Under the direction of the Manager of Pre-Service and Financial Clearance, the Financial Clearance Analyst is responsible for the financial clearance of scheduled patient authorizations, including insurance verification, and validation of medical necessity for services. Works in coordination with
provider practices and hospital departments to ensure all scheduled services are reviewed for required authorizations and cleared in advance.
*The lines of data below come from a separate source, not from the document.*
//! Desired orchestrator resources for the worker service.
//!
//! The descriptor is a value object: it is rebuilt on every reconciliation
//! attempt and compared wholesale against the last applied one. Its
//! `version_marker` is a content hash, so any change to the worker properties,
//! replica count, image or port yields a new marker and the orchestrator rolls
//! the running instances.

use super::WorkerConfiguration;
use crate::constants::deployment;
use serde::{Deserialize, Serialize};
use sha2::{Digest, Sha256};

#[derive(Debug, Clone, PartialEq, Eq, Serialize, Deserialize)]
pub struct DeploymentDescriptor {
    pub configmap_name: String,
    pub service_name: String,
    pub deployment_name: String,
    pub container_name: String,
    /// Label used both on the pods and as the service selector
    pub label: String,
    pub replicas: u32,
    pub image: String,
    /// Container and service port of the management API
    pub port: u16,
    pub properties: WorkerConfiguration,
    pub version_marker: String,
}

impl DeploymentDescriptor {
    /// Derive resource names from the application name and stamp the version marker
    pub fn new(
        application_name: &str,
        properties: WorkerConfiguration,
        replicas: u32,
        image: impl Into<String>,
    ) -> Self {
        let image = image.into();
        let port = properties.rest_port();
        let version_marker = version_marker(&properties, replicas, &image, port);

        Self {
            configmap_name: format!("{application_name}{}", deployment::CONFIGMAP_SUFFIX),
            service_name: format!("{application_name}{}", deployment::SERVICE_SUFFIX),
            deployment_name: format!("{application_name}{}", deployment::DEPLOYMENT_SUFFIX),
            container_name: application_name.to_string(),
            label: format!("{}{application_name}", deployment::LABEL_PREFIX),
            replicas,
            image,
            port,
            properties,
            version_marker,
        }
    }
}

/// Hex-encoded SHA-256 prefix over the canonical descriptor content
///
/// Every string is length-prefixed, so values containing separators can't
/// collide with a different property set.
fn version_marker(properties: &WorkerConfiguration, replicas: u32, image: &str, port: u16) -> String {
    fn field(hasher: &mut Sha256, bytes: &[u8]) {
        hasher.update((bytes.len() as u64).to_be_bytes());
        hasher.update(bytes);
    }

    let mut hasher = Sha256::new();
    hasher.update((properties.len() as u64).to_be_bytes());
    for (key, value) in properties.iter() {
        field(&mut hasher, key.as_bytes());
        field(&mut hasher, value.as_bytes());
    }
    hasher.update(replicas.to_be_bytes());
    field(&mut hasher, image.as_bytes());
    hasher.update(port.to_be_bytes());
    let hash = hasher.finalize();

    hex::encode(&hash[..20])
}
The Financial Clearance Analyst will also work other revenue cycle teams to ensure proper billing requirements are met and denials are proactively addressed.

ESSENTIAL JOB FUNCTIONS:

  • Handle authorization process and obtain pre-certification approvals prior to service.
  • Submit pre-authorization requests and follow up with payer to ensure timely approvals
  • Maintain accurate records and reports of pre-certifications request, approvals, and denials
  • Work assigned worklists and submit authorization information according to payer requirements
  • Follow up on authorization requests and coordinate with practices and departments according to established policies
  • Collaborate with revenue cycle team and participate in monthly meetings to review payment and denial trends
  • Coordinate with provider practices and hospital departments to ensure timely scheduling of patient procedures
  • Respond to patient and insurance inquiries and provide Good Faith Estimates when required
  • Perform post service reconciliations and denial follow up tasks
  • Act as a back-up to the Financial Counselor team, supporting Notice of Admission and Financial
  • Assistance activities Adhere to applicable policies and procedures, including HIPAA compliance, and state and federal regulations
  • Other duties as assigned

Qualifications


KNOWLEDGE / SKILLS / ABILITIES:

  • Ability to ensure quality and integrity of assigned tasks and meet given productivity standards
  • Possess a patient-centric approach to answer questions and provide information in a professional manner
  • Demonstrate teamwork, cooperation and collaboration within and outside the team
  • Skill in effective oral, written, and interpersonal communication
  • Skill in problem-solving in a variety of settings and translation of data into actionable steps
  • Ability to read, understand, interpret, and analyze payer requirements
  • Ability to work independently and take initiative
  • Excellent customer service and communication as well as interpersonal, organizational and analytical skills
  • Demonstrate initiative and ability to multi-task while working independently
  • Strong organizational skills and systems aptitude

REQUIRED EDUCATION / EXPERIENCE:

  • A Bachelor's degree and a minimum of (1) year of revenue cycle experience or Associates degree and a minimum of (2) years of patient access, financial clearance or financial counselor experience or High School Diploma and a minimum of (5) years of patient access, financial clearance or financial counselor experience
  • Experience with payer portals and requirements preferred
  • Familiarity with medical and insurance terminology
  • Knowledge of payer contracts, regulations and guidelines as well as State and Federal laws relating to billing, collections, and patient access procedures

Disclaimer

The above statements are intended to describe the general nature and level of work being performed by people assigned to this classification. They are not to be construed as an exhaustive list of all responsibilities, duties, and skills required of personnel so classified. All personnel may be required to perform duties outside of their normal responsibilities from time to time, as needed.